Merchants rely heavily on learning about the affiliate partners they are considering working with, or already working with, through the information an affiliate provides in their network account profile. Make sure to provide as much information as possible, including all the domains you place affiliate links on, and all the promotional methods you may use to promote a merchant. And, most importantly, update it often. Making this information available up-front will eliminate the majority of questions a merchant may have about working with you, and they can more easily and quickly make an informed decision about the partnership. A medium-to-large affiliate program will receive 10 to 30 affiliate applications a day. Affiliate managers have mere seconds to make a decision based on the information at hand, and it is often in their best interest to err on the side of caution with their affiliate program. If you feel you were unfairly declined from joining a program, a quick note explaining why you think your site would be a good fit could change their mind. You’d be surprised at how few affiliates use this simple tactic.

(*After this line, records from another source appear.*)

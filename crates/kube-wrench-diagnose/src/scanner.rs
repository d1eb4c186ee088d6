//! Namespace scanning.

use std::fmt;
use std::sync::Arc;

use futures::stream::{self, StreamExt};
use kube_wrench_cluster::{ClusterQuery, IngressProber};
use kube_wrench_core::{Category, EventSnapshot, Finding, NamespaceInfo, NamespaceReport, Report};
use tracing::{debug, info, warn};

use crate::config::ScanConfig;
use crate::error::{DiagnoseError, Result};
use crate::network::NetworkView;
use crate::pod::{NamespaceContext, PodDiagnoser};
use crate::quota::check_namespace_quotas;

/// Namespace scanned when none is given.
pub const DEFAULT_NAMESPACE: &str = "default";

/// Which namespaces a scan covers.
#[derive(Debug, Clone, PartialEq, Eq)]
pub enum NamespaceSelector {
    /// A single namespace.
    Named(String),
    /// Every namespace in the cluster.
    All,
}

impl NamespaceSelector {
    /// Parse a selector. `None` selects [`DEFAULT_NAMESPACE`]; `all` in any
    /// case selects every namespace.
    ///
    /// # Errors
    ///
    /// Returns an error if the name is empty.
    pub fn parse(raw: Option<&str>) -> Result<Self> {
        match raw.map(str::trim) {
            None => Ok(Self::Named(DEFAULT_NAMESPACE.to_string())),
            Some("") => Err(DiagnoseError::InvalidSelector(String::new())),
            Some(name) if name.eq_ignore_ascii_case("all") => Ok(Self::All),
            Some(name) => Ok(Self::Named(name.to_string())),
        }
    }
}

impl fmt::Display for NamespaceSelector {
    fn fmt(&self, f: &mut fmt::Formatter<'_>) -> fmt::Result {
        match self {
            Self::Named(name) => f.write_str(name),
            Self::All => f.write_str("all"),
        }
    }
}

/// Drives pod diagnosis over one or all namespaces.
pub struct NamespaceScanner<C: ?Sized, P: ?Sized> {
    cluster: Arc<C>,
    prober: Arc<P>,
    config: ScanConfig,
}

impl<C, P> NamespaceScanner<C, P>
where
    C: ClusterQuery + ?Sized,
    P: IngressProber + ?Sized,
{
    /// Create a scanner.
    #[must_use]
    pub fn new(cluster: Arc<C>, prober: Arc<P>, config: ScanConfig) -> Self {
        Self {
            cluster,
            prober,
            config,
        }
    }

    /// Scan the selected namespaces.
    ///
    /// Namespaces are diagnosed concurrently and reported in listing order.
    /// A namespace that fails is marked and never aborts the others.
    pub async fn scan(&self, selector: &NamespaceSelector) -> Report {
        let mut report = Report::new(selector.to_string());

        let namespaces = match selector {
            NamespaceSelector::Named(name) => {
                info!(namespace = %name, "Running on namespace");
                vec![NamespaceInfo::named(name.clone())]
            }
            NamespaceSelector::All => match self.cluster.list_namespaces().await {
                Ok(namespaces) => {
                    info!(count = namespaces.len(), "Running on all namespaces");
                    namespaces
                }
                Err(e) => {
                    warn!(error = %e, "Failed to list namespaces");
                    report.error = Some(format!("could not list namespaces: {e}"));
                    return report;
                }
            },
        };

        report.namespaces = stream::iter(namespaces)
            .map(|ns| self.scan_namespace(ns))
            .buffered(self.config.namespace_concurrency.max(1))
            .collect()
            .await;

        report
    }

    /// Scan one namespace: pods first, then quotas.
    pub async fn scan_namespace(&self, namespace: NamespaceInfo) -> NamespaceReport {
        let name = namespace.name.as_str();
        let mut report = NamespaceReport::new(name);
        report.phase = namespace.phase.clone();
        debug!(namespace = %name, phase = ?namespace.phase, "Scanning namespace");

        match self.cluster.list_pods(name).await {
            Ok(pods) if pods.is_empty() => {
                info!(namespace = %name, "No pods found");
                report.findings.push(Finding::info(
                    Category::NoPodsFound,
                    format!("namespace/{name}"),
                    "no pods found",
                ));
            }
            Ok(pods) => {
                let (events, network) =
                    tokio::join!(self.load_events(name), self.load_network(name));
                let ctx = NamespaceContext {
                    events: events.unwrap_or_else(|finding| {
                        report.findings.push(finding);
                        None
                    }),
                    network: network.unwrap_or_else(|finding| {
                        report.findings.push(finding);
                        None
                    }),
                };

                let diagnoser =
                    PodDiagnoser::new(self.cluster.as_ref(), self.prober.as_ref(), &self.config);
                report.pods = stream::iter(pods.iter())
                    .map(|pod| diagnoser.diagnose(pod, &ctx))
                    .buffered(self.config.pod_concurrency.max(1))
                    .collect()
                    .await;
            }
            Err(e) => {
                warn!(namespace = %name, error = %e, "Failed to list pods");
                report.mark_failed(format!("could not list pods: {e}"));
                report.findings.push(Finding::warning(
                    Category::QueryFailed,
                    format!("namespace/{name}"),
                    format!("could not list pods: {e}"),
                ));
            }
        }

        report
            .findings
            .extend(check_namespace_quotas(self.cluster.as_ref(), name).await);
        report
    }

    async fn load_events(
        &self,
        namespace: &str,
    ) -> std::result::Result<Option<Vec<EventSnapshot>>, Finding> {
        if !self.config.events {
            return Ok(None);
        }
        match self.cluster.list_namespace_events(namespace).await {
            Ok(events) => {
                debug!(namespace, count = events.len(), "Loaded events");
                Ok(Some(events))
            }
            Err(e) => {
                warn!(namespace, error = %e, "Failed to list events");
                Err(Finding::warning(
                    Category::QueryFailed,
                    format!("namespace/{namespace}"),
                    format!("could not list events: {e}"),
                ))
            }
        }
    }

    async fn load_network(
        &self,
        namespace: &str,
    ) -> std::result::Result<Option<NetworkView>, Finding> {
        if !self.config.network {
            return Ok(None);
        }
        let (services, ingresses) = tokio::join!(
            self.cluster.list_services(namespace),
            self.cluster.list_ingresses(namespace)
        );
        match (services, ingresses) {
            (Ok(services), Ok(ingresses)) => Ok(Some(NetworkView {
                services,
                ingresses,
            })),
            (Err(e), _) | (_, Err(e)) => {
                warn!(namespace, error = %e, "Failed to load services or ingresses");
                Err(Finding::warning(
                    Category::QueryFailed,
                    format!("namespace/{namespace}"),
                    format!("could not load services and ingresses: {e}"),
                ))
            }
        }
    }
}
#[cfg(test)]
mod tests {
    use super::*;

    #[tokio::test]
    async fn mock_cluster_filters_by_namespace() {
        let cluster = MockCluster::new();
        cluster.add_pod(PodSnapshot::new("shop", "web-0", "Running"));
        cluster.add_pod(PodSnapshot::new("shop", "web-1", "Pending"));
        cluster.add_pod(PodSnapshot::new("billing", "api-0", "Running"));

        let pods = cluster.list_pods("shop").await.unwrap();
        let names: Vec<_> = pods.iter().map(|p| p.name.as_str()).collect();
        assert_eq!(names, vec!["web-0", "web-1"]);

        let namespaces = cluster.list_namespaces().await.unwrap();
        assert_eq!(namespaces.len(), 2);
        assert_eq!(namespaces[0].name, "shop");
        assert_eq!(namespaces[0].phase, None);
    }

    #[tokio::test]
    async fn mock_cluster_namespace_phase() {
        let cluster = MockCluster::new();
        cluster.add_pod(PodSnapshot::new("shop", "web-0", "Running"));
        cluster.add_namespace_in_phase("shop", "Terminating");
        cluster.add_namespace_in_phase("billing", "Active");

        let namespaces = cluster.list_namespaces().await.unwrap();
        assert_eq!(namespaces.len(), 2);
        assert_eq!(namespaces[0].phase.as_deref(), Some("Terminating"));
        assert_eq!(namespaces[1].name, "billing");
        assert_eq!(namespaces[1].phase.as_deref(), Some("Active"));
    }

    #[tokio::test]
    async fn mock_cluster_injects_failures() {
        let cluster = MockCluster::new();
        cluster.add_pod(PodSnapshot::new("shop", "web-0", "Running"));
        cluster.fail(
            QueryOp::ListPods,
            "shop",
            QueryError::Forbidden("pods is forbidden".to_string()),
        );

        let err = cluster.list_pods("shop").await.unwrap_err();
        assert!(matches!(err, QueryError::Forbidden(_)));
        assert!(cluster.list_pods("billing").await.unwrap().is_empty());
        assert_eq!(cluster.call_count(QueryOp::ListPods, "shop"), 1);
        assert_eq!(cluster.total_calls(QueryOp::ListPods), 2);
    }

    #[tokio::test]
    async fn mock_cluster_lookups() {
        let cluster = MockCluster::new();
        cluster.add_secret("shop", "db-creds", &["password"]);
        cluster.add_pvc("shop", "data", Some("Bound"));

        let secret = cluster.get_secret("shop", "db-creds").await.unwrap();
        assert_eq!(secret.unwrap().keys, vec!["password".to_string()]);
        assert!(cluster.get_secret("shop", "other").await.unwrap().is_none());
        assert!(cluster.get_config_map("shop", "db-creds").await.unwrap().is_none());

        let pvc = cluster.get_pvc("shop", "data").await.unwrap().unwrap();
        assert_eq!(pvc.phase.as_deref(), Some("Bound"));
    }

    #[tokio::test]
    async fn mock_cluster_quota_status_override() {
        let cluster = MockCluster::new();
        cluster.add_quota(
            ResourceQuotaSnapshot::new("shop", "compute").with_resource("cpu", "1", "4"),
        );
        cluster.set_quota_status(
            ResourceQuotaSnapshot::new("shop", "compute").with_resource("cpu", "2", "4"),
        );

        let status = cluster
            .get_resource_quota_status("shop", "compute")
            .await
            .unwrap();
        assert_eq!(status.resources["cpu"].used, "2");

        let missing = cluster.get_resource_quota_status("shop", "other").await;
        assert!(missing.unwrap_err().is_not_found());
    }

    #[tokio::test]
    async fn mock_cluster_logs_keyed_by_instance() {
        let cluster = MockCluster::new();
        cluster.set_logs("shop", "web-0", "web", true, "panic: boom");

        let current = cluster.get_pod_logs("shop", "web-0", "web", 10, false).await;
        assert_eq!(current.unwrap(), None);
        let previous = cluster.get_pod_logs("shop", "web-0", "web", 10, true).await;
        assert_eq!(previous.unwrap().as_deref(), Some("panic: boom"));
    }

    #[tokio::test]
    async fn mock_prober_defaults_to_failure() {
        let prober = MockProber::new();
        prober.respond("https://shop.example.com/", 200);

        assert_eq!(
            prober.probe("https://shop.example.com/").await,
            ProbeOutcome::Status(200)
        );
        assert!(matches!(
            prober.probe("http://other/").await,
            ProbeOutcome::Failed(_)
        ));
        assert_eq!(prober.probed().len(), 2);
    }
}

Be responsive, not mysterious

If a merchant reaches out with a question about how you are promoting them, why a performance trend has changed, or to let you know you are using outdated promotional information, reply! A lack of response, even if it is simply because you are busy, will signal a lack of interest, or worse yet, create a lack of trust with a merchant. More often than not, they are reaching out about how to strengthen the relationship, and staying out of the shadows sends a message that you are an engaged partner. Responsiveness often results in a more profitable relationship. On the other hand, if a merchant continually does not respond to your requests, it may be a poorly managed program and your efforts may be better spent elsewhere.

Be proactive

Have ideas or suggestions on how to improve your performance with a merchant? Let the merchant know! Merchants are always looking for ways to grow performance and if your ideas are within the scope of their program criteria, then it could be a win for both sides. They might even make a special exception if you build a strong case for trying something different. And, being proactive is a great way to stand out from the crowd.

Be honest

Let’s face it, merchant programs will undoubtedly change over time, and while these changes are often good, some changes make it difficult for a publisher to continue to monetize their traffic and still have the relationship be profitable. When faced with this situation, consider other promotional methods that are in-line with the merchant’s new criteria. But, if that requires changing your entire business model, then it may no longer be a good fit. Let the merchant know about your decision to no longer promote their site and why the decision was made. This provides the merchant with much needed insight into how changes to their program impact publisher performance. The merchant might also use this information to make a case internally. Some merchants reverse program changes after realizing negative consequences, or give special permissions to a handful of trusted affiliates.  

Be aware of sensitivities

Certain publisher business models are more straightforward than others. Do you fall into the ‘sensitive’ bucket with a business model that is more difficult to see where your traffic is coming from? Good examples are sub-affiliate networks, software, and email business models. It is reasonable for a merchant to want to know where and how they are being promoted and it may be up to you to bridge the gap in their understanding. Brand reputation is important to a merchant and being able to determine the value of the traffic can turn into an optimisation opportunity. The less insight they have into the source of your traffic, the less likely they will want to explore opportunities to strengthen the relationship.